One of the features always stands out at Ripley's to people who visit the aquarium is the String Ray area, where people can literally put their hands in the water and interact with the animals.

"Eagle rays behave like puppy dogs," explained Robert George, the Chief Veterinarian over all of Ripley's Aquariums. "They're more personable than the other rays and they will come up to you and start 'snarfling' around waiting to be fed."

Wednesday, each female Spotted Eagle Ray was given an ultrasound by George and his team, to check if any of them were pregnant

Both male and females also had their blood drawn, a measure taken for their own safety.

"When we take these blood samples, it provides us a window to look inside them and see what's going on," George said. "We look at their blood sugar, their liver, their kidneys.
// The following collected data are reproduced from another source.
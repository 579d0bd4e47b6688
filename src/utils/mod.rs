//! Small cross-cutting helpers shared by every core subsystem.
//!
//! Error handling lives in [`error`]; everything else the core needs
//! (request ids, timestamps) is small enough to keep at the top level.

pub mod error;

use std::time::{SystemTime, UNIX_EPOCH};
use uuid::Uuid;

/// Generate an opaque request identifier.
pub fn generate_request_id() -> String {
    Uuid::new_v4().to_string()
}

/// Current Unix timestamp, in seconds.
pub fn current_timestamp() -> u64 {
    SystemTime::now()
        .duration_since(UNIX_EPOCH)
        .unwrap_or_default()
        .as_secs()
}

/// Current Unix timestamp, in milliseconds.
pub fn current_timestamp_millis() -> u64 {
    SystemTime::now()
        .duration_since(UNIX_EPOCH)
        .unwrap_or_default()
        .as_millis() as u64
}

#[cfg(test)]
mod tests {
    use super::*;

    #[test]
    fn request_ids_are_unique() {
        assert_ne!(generate_request_id(), generate_request_id());
    }

    #[test]
    fn millis_timestamp_is_monotonic_enough() {
        let a = current_timestamp_millis();
        let b = current_timestamp_millis();
        assert!(b >= a);
    }
}
//! Resource Monitor and Predictive Scaler configuration.

use serde::{Deserialize, Serialize};

/// Configuration for the Resource Monitor (component A).
#[derive(Debug, Clone, Serialize, Deserialize)]
pub struct ResourceConfig {
    /// Number of samples kept in the sliding window.
    #[serde(default = "default_window_size")]
    pub window_size: usize,
    /// Sampling period in seconds.
    #[serde(default = "default_collection_interval")]
    pub collection_interval_seconds: u64,
    /// Memory percentage at which the scaler starts disabling plugins.
    #[serde(default = "default_ram_threshold")]
    pub ram_threshold: f64,
    /// Memory percentage above which every non-stub plugin is disabled.
    #[serde(default = "default_emergency_threshold")]
    pub emergency_threshold: f64,
    /// Minimum samples required before trend/anomaly detection activates.
    #[serde(default = "default_min_samples_for_anomaly")]
    pub min_samples_for_anomaly: usize,
    /// Standard-deviation multiplier used by anomaly detection.
    #[serde(default = "default_anomaly_sigma")]
    pub anomaly_sigma: f64,
}

impl Default for ResourceConfig {
    fn default() -> Self {
        Self {
            window_size: default_window_size(),
            collection_interval_seconds: default_collection_interval(),
            ram_threshold: default_ram_threshold(),
            emergency_threshold: default_emergency_threshold(),
            min_samples_for_anomaly: default_min_samples_for_anomaly(),
            anomaly_sigma: default_anomaly_sigma(),
        }
    }
}

#[allow(dead_code)]
impl ResourceConfig {
    pub fn merge(mut self, other: Self) -> Self {
        if other.window_size != default_window_size() {
            self.window_size = other.window_size;
        }
        if other.collection_interval_seconds != default_collection_interval() {
            self.collection_interval_seconds = other.collection_interval_seconds;
        }
        if other.ram_threshold != default_ram_threshold() {
            self.ram_threshold = other.ram_threshold;
        }
        if other.emergency_threshold != default_emergency_threshold() {
            self.emergency_threshold = other.emergency_threshold;
        }
        if other.min_samples_for_anomaly != default_min_samples_for_anomaly() {
            self.min_samples_for_anomaly = other.min_samples_for_anomaly;
        }
        if other.anomaly_sigma != default_anomaly_sigma() {
            self.anomaly_sigma = other.anomaly_sigma;
        }
        self
    }

    /// The threshold below which disabled plugins are re-enabled.
    /// Fixed 15-point hysteresis gap below `ram_threshold`, per the
    /// disable/enable/emergency three-tier scheme.
    pub fn enable_threshold(&self) -> f64 {
        self.ram_threshold - 15.0
    }

    pub fn validate(&self) -> Result<(), String> {
        if self.window_size == 0 {
            return Err("resource.window_size must be greater than 0".to_string());
        }
        if !(0.0..=100.0).contains(&self.ram_threshold) {
            return Err("system.ram_threshold must be between 0 and 100".to_string());
        }
        if self.emergency_threshold <= self.ram_threshold {
            return Err("emergency_threshold must be greater than ram_threshold".to_string());
        }
        if self.enable_threshold() >= self.ram_threshold {
            return Err("enable_threshold must stay below ram_threshold".to_string());
        }
        Ok(())
    }
}

/// Configuration for the Predictive Scaler (component B).
#[derive(Debug, Clone, Serialize, Deserialize)]
pub struct ScalerConfig {
    /// Exponential moving average smoothing factor applied to the
    /// linear-regression forecast.
    #[serde(default = "default_ema_alpha")]
    pub ema_alpha: f64,
    /// Minimum samples required before linear regression is attempted;
    /// below this the scaler falls back to `min(100, current + 5)`.
    #[serde(default = "default_regression_min_samples")]
    pub regression_min_samples: usize,
}

impl Default for ScalerConfig {
    fn default() -> Self {
        Self {
            ema_alpha: default_ema_alpha(),
            regression_min_samples: default_regression_min_samples(),
        }
    }
}

#[allow(dead_code)]
impl ScalerConfig {
    pub fn merge(mut self, other: Self) -> Self {
        if other.ema_alpha != default_ema_alpha() {
            self.ema_alpha = other.ema_alpha;
        }
        if other.regression_min_samples != default_regression_min_samples() {
            self.regression_min_samples = other.regression_min_samples;
        }
        self
    }

    pub fn validate(&self) -> Result<(), String> {
        if !(0.0..=1.0).contains(&self.ema_alpha) {
            return Err("scaler.ema_alpha must be between 0 and 1".to_string());
        }
        Ok(())
    }
}

fn default_window_size() -> usize {
    60
}

fn default_collection_interval() -> u64 {
    30
}

fn default_ram_threshold() -> f64 {
    80.0
}

fn default_emergency_threshold() -> f64 {
    95.0
}

fn default_min_samples_for_anomaly() -> usize {
    10
}

fn default_anomaly_sigma() -> f64 {
    2.0
}

fn default_ema_alpha() -> f64 {
    0.7
}

fn default_regression_min_samples() -> usize {
    10
}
In case there's a problem, we often can get it before it gets out of hand."

They take what they learn about the aquatic species, to better understand others.

"The more we learn about one species the more we can apply it to some of the more endangered species like our sawfish," according to George. "So we're, we get better with rays and we can apply it to sawfish or big sharks."

And the more ray pups they can reproduce, the less that have to take from the wild.

"If we get... don't have to take any from the wild, if we get a surplus, then we can trade them to other aquariums that raise animals that we need but can't raise," George continued. "It's a conservational effort."

While none of the Rays today was pregnant Wednesday, George said it's not unusual because pregnancy typically happens at the end of the year.